Significado: Hijo de la (mano) derecha, es decir, predilecto y afortunado.
Beniamino lleva consigo una de las historias más antiguas de ternura de la Biblia: hijo de la vejez de Jacob, el último en nacer y por ello el mimado de la familia. Raquel lo llamó al morir Ben-Oni, 'hijo de mi dolor', pero su padre lo rebautizó como Ben-yamin, 'hijo de la diestra', transformando un luto en una bendición. De aquí surge el aura afectuosa que acompaña al nombre aún hoy: en italiano 'il beniamino' se ha convertido incluso en un sustantivo común, sinónimo de preferido, de predilecto.
En la tradición cristiana, el nombre está respaldado por san Benjamín, diácono martirizado en Persia en el siglo V, cuya festividad se celebra el 31 de marzo. Difundido sobre todo en familias de sensibilidad bíblica y en el siglo XIX risorgimental, hoy Beniamino conserva un sabor un tanto retro y señorial, apreciado por quienes buscan nombres sólidos pero cálidos.
Se percibe como un nombre dulce y reconfortante, que evoca la idea del más pequeño protegido y amado, sin por ello resultar frágil: detrás de la ternura está la fuerza de quien sabe que es querido.
Beniamino lleva en la sangre el peso sagrado de la "mano derecha", heredando de ese *Ben-yamin* hebreo una dignidad innata, casi una predestinación al favor. No es un nombre para personajes secundarios; es el título de un primogénito espiritual, aquel que llega después de la prueba, elegido, predilecto. Su alma vibra en el eje entre la fuerza bruta y la gracia divina, un equilibrio precario que lo convierte en un observador agudo, casi un artista de la vida que sabe cuándo actuar y cuándo dejar que el destino fluya. Como el rey David, que desde la derecha del trono guiaba su reino, Beniamino posee una aristocracia del ánimo discreta pero imparable. No busca los focos, pero los captura de todas formas, con esa seguridad silenciosa de quien sabe que está en el lugar correcto. Su fuerza no está en el ruido, sino en la precisión quirúrgica de sus elecciones, una mano que nunca tiembla cuando debe trazar la línea entre la oportunidad y el error. Es el favorito del azar, pero solo porque ha aprendido a leer el viento antes de que soplara.
Retrato lúdico, para tomar con una sonrisa.

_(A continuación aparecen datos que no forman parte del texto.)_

//! [`RpcTransport`] over an alloy HTTP provider.
//!
//! Every call is bounded by the configured RPC timeout. Errors are reported
//! as [`Error::Transport`] and never retried here.

use std::future::IntoFuture;
use std::time::Duration;

use alloy::network::TransactionBuilder;
use alloy::primitives::{Address, Bytes, TxHash, U256, U64};
use alloy::providers::{Provider, ProviderBuilder};
use alloy::rpc::types::TransactionRequest;
use alloy::transports::TransportResult;
use async_trait::async_trait;
use serde::Deserialize;
use tokio::time::timeout;

use crate::error::{Error, Result};
use crate::ledger::gateway::RpcTransport;
use crate::ledger::types::{Receipt, ReceiptStatus};

/// Transport backed by an alloy provider.
pub struct AlloyTransport<P> {
    provider: P,
    timeout_duration: Duration,
}

/// Dial `rpc_url` over HTTP.
pub fn connect_http(
    rpc_url: &str,
    timeout_duration: Duration,
) -> Result<AlloyTransport<impl Provider + Send + Sync + 'static>> {
    let url: url::Url = rpc_url
        .parse()
        .map_err(|e| Error::Transport(format!("Invalid RPC URL '{}': {}", rpc_url, e)))?;
    let provider = ProviderBuilder::new().connect_http(url);
    tracing::debug!(rpc_url, "RPC transport created");
    Ok(AlloyTransport::new(provider, timeout_duration))
}

impl<P> AlloyTransport<P>
where
    P: Provider + Send + Sync + 'static,
{
    /// Wrap an existing provider.
    pub fn new(provider: P, timeout_duration: Duration) -> Self {
        Self { provider, timeout_duration }
    }

    async fn request<F, T>(&self, method: &'static str, call: F) -> Result<T>
    where
        F: IntoFuture<Output = TransportResult<T>>,
    {
        match timeout(self.timeout_duration, call).await {
            Ok(Ok(value)) => Ok(value),
            Ok(Err(e)) => Err(Error::Transport(format!("{method}: {e}"))),
            Err(_) => Err(Error::Transport(format!(
                "{method}: timed out after {:?}",
                self.timeout_duration
            ))),
        }
    }
}

/// Receipt fields as returned by `eth_getTransactionReceipt`.
///
/// Parsed loosely so Celo-specific receipt fields never break decoding.
#[derive(Debug, Deserialize)]
#[serde(rename_all = "camelCase")]
struct RpcReceipt {
    transaction_hash: TxHash,
    block_number: Option<U64>,
    gas_used: U64,
    status: Option<U64>,
}

impl From<RpcReceipt> for Receipt {
    fn from(raw: RpcReceipt) -> Self {
        let status = match raw.status {
            Some(status) if status == U64::from(1) => ReceiptStatus::Success,
            _ => ReceiptStatus::Failure,
        };
        Receipt {
            transaction_hash: raw.transaction_hash,
            block_number: raw.block_number.map(|n| n.to::<u64>()),
            gas_used: raw.gas_used.to::<u64>(),
            status,
        }
    }
}

#[async_trait]
impl<P> RpcTransport for AlloyTransport<P>
where
    P: Provider + Send + Sync + 'static,
{
    async fn latest_block_number(&self) -> Result<u64> {
        self.request("eth_blockNumber", self.provider.get_block_number()).await
    }

    async fn balance(&self, address: Address) -> Result<U256> {
        self.request("eth_getBalance", self.provider.get_balance(address)).await
    }

    async fn pending_nonce(&self, address: Address) -> Result<u64> {
        self.request(
            "eth_getTransactionCount",
            self.provider.get_transaction_count(address).pending(),
        )
        .await
    }

    async fn suggest_gas_price(&self) -> Result<u128> {
        self.request("eth_gasPrice", self.provider.get_gas_price()).await
    }

    async fn network_id(&self) -> Result<u64> {
        self.request("net_version", self.provider.get_net_version()).await
    }

    async fn send_raw_transaction(&self, raw: &[u8]) -> Result<TxHash> {
        let pending = self
            .request("eth_sendRawTransaction", self.provider.send_raw_transaction(raw))
            .await?;
        Ok(*pending.tx_hash())
    }

    async fn transaction_receipt(&self, hash: TxHash) -> Result<Option<Receipt>> {
        let raw: Option<RpcReceipt> = self
            .request(
                "eth_getTransactionReceipt",
                self.provider.raw_request::<_, Option<RpcReceipt>>("eth_getTransactionReceipt".into(), (hash,)),
            )
            .await?;
        Ok(raw.map(Receipt::from))
    }

    async fn call(&self, to: Address, data: Bytes) -> Result<Bytes> {
        let tx = TransactionRequest::default().with_to(to).with_input(data);
        self.request("eth_call", self.provider.call(tx)).await
    }
}

impl<P> std::fmt::Debug for AlloyTransport<P> {
    fn fmt(&self, f: &mut std::fmt::Formatter<'_>) -> std::fmt::Result {
        f.debug_struct("AlloyTransport")
            .field("timeout", &self.timeout_duration)
            .finish()
    }
}
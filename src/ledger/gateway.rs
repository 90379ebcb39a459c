//! Shared handle over one RPC connection.
//!
//! # Responsibilities
//! - Define the transport seam ([`RpcTransport`]) the rest of the crate uses
//! - Log and count every round-trip
//! - Stay cheap to clone and safe to share between tasks

use std::sync::Arc;

use alloy::primitives::{Address, Bytes, TxHash, U256};
use async_trait::async_trait;

use crate::error::Result;
use crate::ledger::types::Receipt;
use crate::observability::metrics;

/// JSON-RPC operations the client needs from a ledger node.
#[async_trait]
pub trait RpcTransport: Send + Sync {
    /// Number of the latest block header.
    async fn latest_block_number(&self) -> Result<u64>;

    /// Native balance of an account at the latest block.
    async fn balance(&self, address: Address) -> Result<U256>;

    /// Next nonce for `address`, counting pending transactions.
    async fn pending_nonce(&self, address: Address) -> Result<u64>;

    /// Gas price suggested by the node.
    async fn suggest_gas_price(&self) -> Result<u128>;

    /// Network identifier, used as the EIP-155 chain id.
    async fn network_id(&self) -> Result<u64>;

    /// Broadcast a signed transaction and return its hash.
    async fn send_raw_transaction(&self, raw: &[u8]) -> Result<TxHash>;

    /// Receipt of a transaction, `None` while it is not yet mined.
    async fn transaction_receipt(&self, hash: TxHash) -> Result<Option<Receipt>>;

    /// Read-only contract call at the latest block.
    async fn call(&self, to: Address, data: Bytes) -> Result<Bytes>;
}

/// Gateway to the ledger node.
#[derive(Clone)]
pub struct LedgerGateway {
    transport: Arc<dyn RpcTransport>,
}

impl LedgerGateway {
    /// Wrap an existing transport.
    pub fn new(transport: Arc<dyn RpcTransport>) -> Self {
        Self { transport }
    }

    /// Latest block number.
    pub async fn latest_block(&self) -> Result<u64> {
        observe("latest_block_number", self.transport.latest_block_number().await)
    }

    /// Native currency balance.
    pub async fn balance(&self, address: Address) -> Result<U256> {
        observe("balance", self.transport.balance(address).await)
    }

    /// Pending nonce of `address`.
    pub async fn pending_nonce(&self, address: Address) -> Result<u64> {
        observe("pending_nonce", self.transport.pending_nonce(address).await)
    }

    /// Suggested gas price in the smallest unit.
    pub async fn suggest_gas_price(&self) -> Result<u128> {
        observe("suggest_gas_price", self.transport.suggest_gas_price().await)
    }

    /// Chain id used for signing.
    pub async fn chain_id(&self) -> Result<u64> {
        observe("network_id", self.transport.network_id().await)
    }

    /// Submit raw signed bytes.
    pub async fn send_raw_transaction(&self, raw: &[u8]) -> Result<TxHash> {
        let hash = observe("send_raw_transaction", self.transport.send_raw_transaction(raw).await)?;
        tracing::info!(tx_hash = %hash, bytes = raw.len(), "Transaction broadcast");
        Ok(hash)
    }

    /// Receipt lookup; `Ok(None)` means not mined yet.
    pub async fn transaction_receipt(&self, hash: TxHash) -> Result<Option<Receipt>> {
        observe("transaction_receipt", self.transport.transaction_receipt(hash).await)
    }

    /// Read-only contract call.
    pub async fn call(&self, to: Address, data: Bytes) -> Result<Bytes> {
        observe("call", self.transport.call(to, data).await)
    }
}

impl std::fmt::Debug for LedgerGateway {
    fn fmt(&self, f: &mut std::fmt::Formatter<'_>) -> std::fmt::Result {
        f.debug_struct("LedgerGateway").finish_non_exhaustive()
    }
}

fn observe<T>(method: &'static str, result: Result<T>) -> Result<T> {
    metrics::record_rpc(method, result.is_ok());
    if let Err(e) = &result {
        tracing::warn!(method, error = %e, "RPC call failed");
    }
    result
}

En el amor, Beniamino no pide permiso: llega como una bendición inesperada, con la dulzura insidiosa de quien sabe exactamente lo que quiere. Su seducción es un acto de creación, no de conquista. Te mira como se observa una obra de arte aún por terminar, con una intensidad que calienta la piel sin quemar. Ama con la "mano derecha", la del favor, ofreciendo atenciones que son casi gestos de cuidado, protectores y profundamente sensuales. No le gustan los juegos sucios, sino la pureza de la intención, la transparencia de un cuerpo que se rinde no por debilidad, sino por confianza absoluta. ¿Qué le cansa? La banalidad, la falta de matices. Busca un alma que sepa ser a la vez mano y arte, capaz de crear calor con su sola presencia. Para él, besar es un acto de reconocimiento, una manera de decir "te conozco, te elijo, eres mi parte favorita". Si lo pierdes, no lloras: agradeces y intentas encontrar otra mano derecha, porque solo esa sabe cómo sostenerte sin apretar demasiado.
Significa 'hijo de la mano derecha', es decir, hijo predilecto y afortunado, del hebreo Ben-yamin.
El 31 de marzo, en memoria de san Benjamín, diácono y mártir en Persia en el siglo V.
Es un nombre bíblico: Benjamín es el último de los doce hijos de Jacob en el Génesis.
Porque en la Biblia era el hijo más joven y predilecto: de ahí el término ha asumido el sentido de 'preferido'.
Es bastante raro y de sabor clásico, elegido por quienes aman los nombres bíblicos tradicionales y cariñosos.